Glutathione in oxidative stress

Glutathione is the body’s main internal antioxidant, and is diminished in cases of oxidative stress, that is, when too many free radicals and other reactive oxygen and nitrogen species are generated for the body and the cell to detoxify successfully. As glutathione is used in these detoxifying reactions, it needs to be regenerated; but if diet is inadequate, or reactive oxygen species overpower the system, glutathione remains low in a vicious cycle that never allows the body to get out of oxidative stress. This is an unhealthy situation, one in which diabetics are particularly prone.

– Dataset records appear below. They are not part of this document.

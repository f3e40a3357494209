//! Consultation evaluator

use super::salvage_json;
use crate::context;
use crate::db::Message;
use crate::llm::{ChatMessage, ChatRequest, LlmService};
use crate::state_machine::SessionSnapshot;
use serde_json::Value;
use std::sync::Arc;

const SYSTEM_PROMPT: &str = r#"Você é um COORDENADOR avaliando uma consulta simulada de estudante de medicina.
Retorne APENAS JSON válido, sem markdown, sem texto extra.

Critérios (nota 0-10):
- Acolhimento e comunicação
- Anamnese (perguntas relevantes)
- Organização do raciocínio
- Segurança do paciente (red flags, orientação responsável)
- Uso adequado de exame físico e exames
- Encerramento (resumo e próximos passos)

Formato:
{
  "score": 0-10,
  "feedback": "texto curto e objetivo",
  "strengths": ["..."],
  "weaknesses": ["..."],
  "improvements": ["..."]
}"#;

/// Grading result. Always well-formed: a failed or garbled model call
/// degrades to score 0 with a fallback feedback string.
#[derive(Debug, Clone, PartialEq, Eq)]
pub struct EvaluationOutcome {
    pub score: i64,
    pub feedback: String,
    pub strengths: Vec<String>,
    pub weaknesses: Vec<String>,
    pub improvements: Vec<String>,
}

impl Default for EvaluationOutcome {
    fn default() -> Self {
        Self {
            score: 0,
            feedback: "Avaliação indisponível.".to_string(),
            strengths: Vec::new(),
            weaknesses: Vec::new(),
            improvements: Vec::new(),
        }
    }
}

impl EvaluationOutcome {
    pub fn coordinator_message(&self) -> String {
        format!("Nota: {}/10\n\n{}", self.score, self.feedback)
    }
}

pub struct Evaluator {
    llm: Arc<dyn LlmService>,
}

impl Evaluator {
    pub fn new(llm: Arc<dyn LlmService>) -> Self {
        Self { llm }
    }

    /// Grade a finished session. Infallible: any model or parse failure
    /// yields the fallback outcome so finalize always completes.
    pub async fn evaluate(
        &self,
        case_title: &str,
        snapshot: &SessionSnapshot,
        messages: &[Message],
    ) -> EvaluationOutcome {
        let summary = context::structured_context(snapshot);
        let transcript = context::transcript_tail(messages);
        let user = format!(
            "Caso: {case_title}\n\nResumo estruturado:\n{}\n\nTranscrição (últimas mensagens):\n{transcript}",
            if summary.is_empty() { "(vazio)" } else { &summary },
        );

        let request = ChatRequest {
            system: SYSTEM_PROMPT.to_string(),
            messages: vec![ChatMessage::user(user)],
            temperature: Some(0.3),
            max_tokens: None,
        };

        match self.llm.complete(&request).await {
            Ok(reply) => Self::parse_outcome(&reply.text),
            Err(e) => {
                tracing::warn!(error = %e, "Evaluation failed, recording fallback");
                EvaluationOutcome::default()
            }
        }
    }

    #[allow(clippy::cast_possible_truncation)] // score is clamped to 0..=10
    fn parse_outcome(text: &str) -> EvaluationOutcome {
        let Some(parsed) = salvage_json(text) else {
            return EvaluationOutcome::default();
        };

        let score = parsed
            .get("score")
            .and_then(Value::as_f64)
            .filter(|n| n.is_finite())
            .map_or(0, |n| (n.round() as i64).clamp(0, 10));

        let feedback = parsed
            .get("feedback")
            .and_then(Value::as_str)
            .map(str::trim)
            .filter(|s| !s.is_empty())
            .unwrap_or("Avaliação indisponível.")
            .to_string();

        EvaluationOutcome {
            score,
            feedback,
            strengths: string_list(parsed.get("strengths")),
            weaknesses: string_list(parsed.get("weaknesses")),
            improvements: string_list(parsed.get("improvements")),
        }
    }
}

fn string_list(value: Option<&Value>) -> Vec<String> {
    value
        .and_then(Value::as_array)
        .map(|items| {
            items
                .iter()
                .filter_map(Value::as_str)
                .map(String::from)
                .collect()
        })
        .unwrap_or_default()
}
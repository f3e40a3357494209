//! API request and response types
//!
//! Wire names are camelCase to match the web client.

use crate::db::{Evaluation, Message, SessionSummary};
use chrono::{DateTime, Utc};
use serde::{Deserialize, Serialize};
use serde_json::Value;
use std::collections::BTreeMap;

// ==================== Requests ====================

/// Student chat message
#[derive(Debug, Deserialize)]
pub struct SendMessageRequest {
    pub content: String,
}

/// Physical-exam section to reveal
#[derive(Debug, Deserialize)]
pub struct PhysicalRequest {
    pub section: String,
}

/// Test keys to order
#[derive(Debug, Deserialize)]
pub struct OrderTestsRequest {
    #[serde(default)]
    pub keys: Vec<String>,
}

/// Follow-up outcome chosen by the student
#[derive(Debug, Deserialize)]
pub struct FollowupRequest {
    pub outcome: String,
}

// ==================== Responses ====================

#[derive(Debug, Serialize)]
pub struct ErrorResponse {
    pub ok: bool,
    #[serde(skip_serializing_if = "Option::is_none")]
    pub message: Option<String>,
}

impl ErrorResponse {
    pub fn new(message: impl Into<String>) -> Self {
        Self {
            ok: false,
            message: Some(message.into()),
        }
    }
}

#[derive(Debug, Serialize)]
pub struct CaseHeader {
    pub id: String,
    pub title: String,
    pub triage: Option<String>,
}

#[derive(Debug, Serialize)]
#[serde(rename_all = "camelCase")]
pub struct StartSessionResponse {
    pub ok: bool,
    pub session_id: String,
    pub case: CaseHeader,
}

#[derive(Debug, Serialize)]
#[serde(rename_all = "camelCase")]
pub struct SessionListItem {
    pub id: String,
    pub status: String,
    pub case: CaseListHeader,
    pub score: Option<i64>,
    pub created_at: DateTime<Utc>,
    pub updated_at: DateTime<Utc>,
}

#[derive(Debug, Serialize)]
pub struct CaseListHeader {
    pub title: String,
    pub triage: Option<String>,
}

impl From<SessionSummary> for SessionListItem {
    fn from(s: SessionSummary) -> Self {
        Self {
            id: s.id,
            status: s.status.to_string(),
            case: CaseListHeader {
                title: s.case_title,
                triage: s.case_triage,
            },
            score: s.score,
            created_at: s.created_at,
            updated_at: s.updated_at,
        }
    }
}

#[derive(Debug, Serialize)]
pub struct SessionListResponse {
    pub ok: bool,
    pub items: Vec<SessionListItem>,
}

#[derive(Debug, Serialize)]
#[serde(rename_all = "camelCase")]
pub struct MessageDto {
    pub id: String,
    pub role: String,
    pub content: String,
    pub created_at: DateTime<Utc>,
}

impl From<Message> for MessageDto {
    fn from(m: Message) -> Self {
        Self {
            id: m.id,
            role: m.role.to_string(),
            content: m.content,
            created_at: m.created_at,
        }
    }
}

#[derive(Debug, Serialize)]
pub struct EvaluationDto {
    pub score: i64,
    pub feedback: String,
    pub strengths: Vec<String>,
    pub weaknesses: Vec<String>,
    pub improvements: Vec<String>,
}

impl From<Evaluation> for EvaluationDto {
    fn from(e: Evaluation) -> Self {
        Self {
            score: e.score,
            feedback: e.feedback,
            strengths: e.strengths,
            weaknesses: e.weaknesses,
            improvements: e.improvements,
        }
    }
}

#[derive(Debug, Serialize)]
pub struct SessionDetail {
    pub id: String,
    pub status: String,
    pub phase: String,
    pub case: CaseListHeader,
    pub evaluation: Option<EvaluationDto>,
    pub messages: Vec<MessageDto>,
}

#[derive(Debug, Serialize)]
pub struct SessionResponse {
    pub ok: bool,
    pub session: SessionDetail,
}

#[derive(Debug, Serialize)]
pub struct ReplyResponse {
    pub ok: bool,
    pub reply: String,
}

#[derive(Debug, Serialize)]
pub struct TriageResponse {
    pub ok: bool,
    pub phase: String,
    pub triage: Value,
}

#[derive(Debug, Serialize)]
pub struct RecordTriageResponse {
    pub ok: bool,
    pub triage: Value,
}

#[derive(Debug, Serialize)]
pub struct PhysicalResponse {
    pub ok: bool,
    pub section: String,
    pub value: Value,
}

#[derive(Debug, Serialize)]
pub struct TestsViewResponse {
    pub ok: bool,
    pub phase: String,
    pub catalog: Vec<crate::case::TestDef>,
    pub ordered: Vec<String>,
    pub results: BTreeMap<String, String>,
}

#[derive(Debug, Serialize)]
pub struct OrderTestsResponse {
    pub ok: bool,
    pub ordered: Vec<String>,
    pub newly: Vec<String>,
    pub dropped: Vec<String>,
    pub results: BTreeMap<String, String>,
}

#[derive(Debug, Serialize)]
pub struct FollowupResponse {
    pub ok: bool,
    pub outcome: String,
    pub text: String,
}

#[derive(Debug, Serialize)]
pub struct FinalizeResponse {
    pub ok: bool,
    pub score: i64,
}
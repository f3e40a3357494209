//! Language-model provider abstraction
//!
//! A small chat-completion interface shared by the patient responder, the
//! case generator, and the evaluator. Collaborators only ever need plain
//! text in and plain text out.

mod error;
mod openai;

pub use error::{LlmError, LlmErrorKind};
pub use openai::OpenAIService;

use async_trait::async_trait;
use std::sync::Arc;

/// Common interface for chat-completion providers
#[async_trait]
pub trait LlmService: Send + Sync {
    /// Make a completion request
    async fn complete(&self, request: &ChatRequest) -> Result<ChatReply, LlmError>;

    /// Get the model ID
    fn model_id(&self) -> &str;
}

#[derive(Debug, Clone, Copy, PartialEq, Eq)]
pub enum ChatRole {
    System,
    User,
    Assistant,
}

#[derive(Debug, Clone)]
pub struct ChatMessage {
    pub role: ChatRole,
    pub content: String,
}

impl ChatMessage {
    pub fn user(content: impl Into<String>) -> Self {
        Self {
            role: ChatRole::User,
            content: content.into(),
        }
    }
}

#[derive(Debug, Clone, Default)]
pub struct ChatRequest {
    pub system: String,
    pub messages: Vec<ChatMessage>,
    pub temperature: Option<f32>,
    pub max_tokens: Option<u32>,
}

#[derive(Debug, Clone)]
pub struct ChatReply {
    pub text: String,
    pub input_tokens: u64,
    pub output_tokens: u64,
}

/// Provider configuration resolved from the environment
#[derive(Debug, Clone)]
pub struct LlmConfig {
    pub api_key: Option<String>,
    pub model: String,
    pub base_url: String,
}

impl LlmConfig {
    pub fn from_env() -> Self {
        let api_key = std::env::var("OPENAI_API_KEY")
            .ok()
            .filter(|k| !k.trim().is_empty());
        let model = std::env::var("OPENAI_MODEL").unwrap_or_else(|_| "gpt-4o".to_string());
        let base_url =
            std::env::var("OPENAI_BASE_URL").unwrap_or_else(|_| openai::DEFAULT_BASE_URL.to_string());
        Self {
            api_key,
            model,
            base_url,
        }
    }

    /// Build a service when an API key is configured.
    pub fn into_service(self) -> Option<Arc<dyn LlmService>> {
        let api_key = self.api_key?;
        let inner = Arc::new(OpenAIService::new(api_key, self.model, &self.base_url));
        Some(Arc::new(LoggingService::new(inner)))
    }
}

/// Logging wrapper for chat services
pub struct LoggingService {
    inner: Arc<dyn LlmService>,
    model_id: String,
}

impl LoggingService {
    pub fn new(inner: Arc<dyn LlmService>) -> Self {
        let model_id = inner.model_id().to_string();
        Self { inner, model_id }
    }
}

#[async_trait]
impl LlmService for LoggingService {
    async fn complete(&self, request: &ChatRequest) -> Result<ChatReply, LlmError> {
        let start = std::time::Instant::now();
        let result = self.inner.complete(request).await;
        let duration = start.elapsed();

        match &result {
            Ok(reply) => {
                tracing::info!(
                    model = %self.model_id,
                    duration_ms = %duration.as_millis(),
                    input_tokens = reply.input_tokens,
                    output_tokens = reply.output_tokens,
                    "LLM request completed"
                );
            }
            Err(e) => {
                tracing::error!(
                    model = %self.model_id,
                    duration_ms = %duration.as_millis(),
                    error = %e.message,
                    retryable = e.kind.is_retryable(),
                    "LLM request failed"
                );
            }
        }

        result
    }

    fn model_id(&self) -> &str {
        &self.model_id
    }
}
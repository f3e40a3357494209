//! Pure merge helpers for the session's structured sub-records
//!
//! Reveal and order operations are idempotent re-applies: a union of sets
//! for ordered test keys and first-write-wins inserts for section findings
//! and result texts. Each helper is a pure function from (current state,
//! requested keys) to (next state, newly-added keys), which keeps the
//! read-modify-write step trivially testable without a database.

use super::ExamSection;
use serde_json::Value;
use std::collections::BTreeMap;

/// Placeholder stored when the case blueprint has no result text for an
/// ordered test.
pub const RESULT_UNAVAILABLE: &str = "Resultado indisponível.";

/// Outcome of merging one revealed section into the physical-exam record.
#[derive(Debug, Clone, PartialEq)]
pub struct SectionMerge {
    pub next: BTreeMap<ExamSection, Value>,
    /// The stored value for the section: the pre-existing one on a repeat
    /// reveal, the blueprint one on a first reveal.
    pub value: Value,
    pub newly_revealed: bool,
}

/// First-write-wins insert of a section finding.
pub fn merge_section(
    current: &BTreeMap<ExamSection, Value>,
    section: ExamSection,
    finding: &Value,
) -> SectionMerge {
    if let Some(existing) = current.get(&section) {
        return SectionMerge {
            next: current.clone(),
            value: existing.clone(),
            newly_revealed: false,
        };
    }
    let mut next = current.clone();
    next.insert(section, finding.clone());
    SectionMerge {
        next,
        value: finding.clone(),
        newly_revealed: true,
    }
}

/// Outcome of merging a test order into the orders/results records.
#[derive(Debug, Clone, PartialEq)]
pub struct OrderMerge {
    /// Union of previously and newly ordered keys, insertion-ordered.
    pub orders: Vec<String>,
    pub results: BTreeMap<String, String>,
    /// Keys ordered for the first time by this call, in request order.
    pub newly: Vec<String>,
}

/// Union-merge of requested test keys. Result text is copied from the
/// blueprint on first order and never refreshed afterwards; keys with no
/// blueprint result get the fixed placeholder.
pub fn merge_orders(
    current_orders: &[String],
    current_results: &BTreeMap<String, String>,
    requested: &[String],
    blueprint_results: &BTreeMap<String, String>,
) -> OrderMerge {
    let mut orders = current_orders.to_vec();
    let mut results = current_results.clone();
    let mut newly = Vec::new();

    for key in requested {
        if orders.iter().any(|k| k == key) {
            continue;
        }
        orders.push(key.clone());
        let text = blueprint_results
            .get(key)
            .cloned()
            .unwrap_or_else(|| RESULT_UNAVAILABLE.to_string());
        results.entry(key.clone()).or_insert(text);
        newly.push(key.clone());
    }

    OrderMerge {
        orders,
        results,
        newly,
    }
}

#[cfg(test)]
mod tests {
    use super::*;
    use serde_json::json;

    #[test]
    fn first_reveal_inserts() {
        let current = BTreeMap::new();
        let merge = merge_section(&current, ExamSection::Abdomen, &json!("dor difusa"));
        assert!(merge.newly_revealed);
        assert_eq!(merge.value, json!("dor difusa"));
        assert_eq!(merge.next.len(), 1);
    }

    #[test]
    fn repeat_reveal_keeps_stored_value() {
        let mut current = BTreeMap::new();
        current.insert(ExamSection::Abdomen, json!("achado original"));
        let merge = merge_section(&current, ExamSection::Abdomen, &json!("achado novo"));
        assert!(!merge.newly_revealed);
        assert_eq!(merge.value, json!("achado original"));
        assert_eq!(merge.next, current);
    }

    #[test]
    fn order_union_and_placeholder() {
        let mut blueprint = BTreeMap::new();
        blueprint.insert("cbc".to_string(), "Hb 13,2".to_string());

        let merge = merge_orders(
            &[],
            &BTreeMap::new(),
            &["cbc".to_string(), "usg".to_string()],
            &blueprint,
        );
        assert_eq!(merge.newly, vec!["cbc", "usg"]);
        assert_eq!(merge.results["cbc"], "Hb 13,2");
        assert_eq!(merge.results["usg"], RESULT_UNAVAILABLE);
    }

    #[test]
    fn reorder_is_per_key_noop() {
        let mut blueprint = BTreeMap::new();
        blueprint.insert("cbc".to_string(), "primeiro texto".to_string());

        let first = merge_orders(&[], &BTreeMap::new(), &["cbc".to_string()], &blueprint);

        // Blueprint text changing later must not refresh the stored result.
        blueprint.insert("cbc".to_string(), "texto alterado".to_string());
        let second = merge_orders(
            &first.orders,
            &first.results,
            &["cbc".to_string(), "glicemia".to_string()],
            &blueprint,
        );

        assert_eq!(second.newly, vec!["glicemia"]);
        assert_eq!(second.results["cbc"], "primeiro texto");
        assert_eq!(second.orders, vec!["cbc", "glicemia"]);
    }

    #[test]
    fn explicit_not_applicable_text_is_kept_verbatim() {
        let mut blueprint = BTreeMap::new();
        blueprint.insert("betaHcg".to_string(), "Não se aplica.".to_string());

        let merge = merge_orders(
            &[],
            &BTreeMap::new(),
            &["betaHcg".to_string()],
            &blueprint,
        );
        assert_eq!(merge.results["betaHcg"], "Não se aplica.");
    }
}
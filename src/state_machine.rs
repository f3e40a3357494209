//! Consultation session state machine
//!
//! Owns the session lifecycle (status/phase), the closed clinical enums,
//! and the pure operations that gatekeep every state-changing action.

pub mod merge;
pub mod ops;
pub mod state;

#[cfg(test)]
mod proptests;

pub use merge::RESULT_UNAVAILABLE;
pub use ops::{
    accept_student_message, begin_finalize, order_tests, record_followup, record_triage,
    reveal_section, FollowupRecorded, FollowupState, OrderOutcome, OutboundMessage, RevealOutcome,
    SessionError, SessionSnapshot, TriageOutcome, SESSION_START_MESSAGE,
};
pub use state::{ExamSection, FollowupOutcome, MessageRole, SessionPhase, SessionStatus};
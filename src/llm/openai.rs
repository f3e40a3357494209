//! `OpenAI` chat-completions provider

use super::{ChatReply, ChatRequest, ChatRole, LlmError, LlmService};
use async_trait::async_trait;
use reqwest::Client;
use serde::{Deserialize, Serialize};
use std::time::Duration;

pub const DEFAULT_BASE_URL: &str = "https://api.openai.com/v1";

/// `OpenAI`-compatible chat service
pub struct OpenAIService {
    client: Client,
    api_key: String,
    model: String,
    endpoint: String,
}

impl OpenAIService {
    pub fn new(api_key: String, model: String, base_url: &str) -> Self {
        let endpoint = format!("{}/chat/completions", base_url.trim_end_matches('/'));
        let client = Client::builder()
            .timeout(Duration::from_secs(300))
            .build()
            .expect("Failed to create HTTP client");

        Self {
            client,
            api_key,
            model,
            endpoint,
        }
    }

    fn translate_request(&self, request: &ChatRequest) -> OpenAIRequest {
        let mut messages = Vec::with_capacity(request.messages.len() + 1);
        if !request.system.is_empty() {
            messages.push(OpenAIMessage {
                role: "system".to_string(),
                content: request.system.clone(),
            });
        }
        for msg in &request.messages {
            let role = match msg.role {
                ChatRole::System => "system",
                ChatRole::User => "user",
                ChatRole::Assistant => "assistant",
            };
            messages.push(OpenAIMessage {
                role: role.to_string(),
                content: msg.content.clone(),
            });
        }

        OpenAIRequest {
            model: self.model.clone(),
            messages,
            temperature: request.temperature,
            max_tokens: request.max_tokens,
            stream: false,
        }
    }
}

#[async_trait]
impl LlmService for OpenAIService {
    async fn complete(&self, request: &ChatRequest) -> Result<ChatReply, LlmError> {
        let openai_request = self.translate_request(request);

        let response = self
            .client
            .post(&self.endpoint)
            .header("Authorization", format!("Bearer {}", self.api_key))
            .header("Content-Type", "application/json")
            .json(&openai_request)
            .send()
            .await
            .map_err(|e| {
                if e.is_timeout() {
                    LlmError::network(format!("Request timeout: {e}"))
                } else if e.is_connect() {
                    LlmError::network(format!("Connection failed: {e}"))
                } else {
                    LlmError::unknown(format!("Request failed: {e}"))
                }
            })?;

        let status = response.status();
        let body = response
            .text()
            .await
            .map_err(|e| LlmError::network(format!("Failed to read response: {e}")))?;

        if !status.is_success() {
            if let Ok(error_resp) = serde_json::from_str::<OpenAIErrorResponse>(&body) {
                let message = error_resp.error.message;
                return Err(match status.as_u16() {
                    401 | 403 => LlmError::auth(format!("Authentication failed: {message}")),
                    429 => LlmError::rate_limit(format!("Rate limit exceeded: {message}")),
                    400 => LlmError::invalid_request(format!("Invalid request: {message}")),
                    500..=599 => LlmError::server_error(format!("Server error: {message}")),
                    _ => LlmError::unknown(format!("HTTP {status}: {message}")),
                });
            }
            return Err(LlmError::unknown(format!("HTTP {status} error: {body}")));
        }

        let openai_response: OpenAIResponse = serde_json::from_str(&body).map_err(|e| {
            LlmError::unknown(format!("Failed to parse response: {e} - body: {body}"))
        })?;

        let choice = openai_response
            .choices
            .into_iter()
            .next()
            .ok_or_else(|| LlmError::unknown("No choices in response"))?;

        Ok(ChatReply {
            text: choice.message.content.unwrap_or_default(),
            input_tokens: openai_response.usage.prompt_tokens.into(),
            output_tokens: openai_response.usage.completion_tokens.into(),
        })
    }

    fn model_id(&self) -> &str {
        &self.model
    }
}

// Wire types

#[derive(Debug, Serialize)]
struct OpenAIRequest {
    model: String,
    messages: Vec<OpenAIMessage>,
    #[serde(skip_serializing_if = "Option::is_none")]
    temperature: Option<f32>,
    #[serde(skip_serializing_if = "Option::is_none")]
    max_tokens: Option<u32>,
    stream: bool,
}

#[derive(Debug, Serialize)]
struct OpenAIMessage {
    role: String,
    content: String,
}

#[derive(Debug, Deserialize)]
struct OpenAIResponse {
    choices: Vec<OpenAIChoice>,
    usage: OpenAIUsage,
}

#[derive(Debug, Deserialize)]
struct OpenAIChoice {
    message: OpenAIReplyMessage,
}

#[derive(Debug, Deserialize)]
struct OpenAIReplyMessage {
    content: Option<String>,
}

#[derive(Debug, Deserialize)]
struct OpenAIUsage {
    prompt_tokens: u32,
    completion_tokens: u32,
}

#[derive(Debug, Deserialize)]
struct OpenAIErrorResponse {
    error: OpenAIError,
}

#[derive(Debug, Deserialize)]
struct OpenAIError {
    message: String,
}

However, there’s definitely something that can be done about this: improve the diet by adding more protein, especially cysteine-rich protein such as whey, and/or supplement the amino acids necessary to produce glutathione, those amino acids being cysteine and glycine. (Glutamine is also needed for synthesis of the tripeptide glutathione, but it is not an essential amino acid, i.e. not necessary – in most cases – in the diet.)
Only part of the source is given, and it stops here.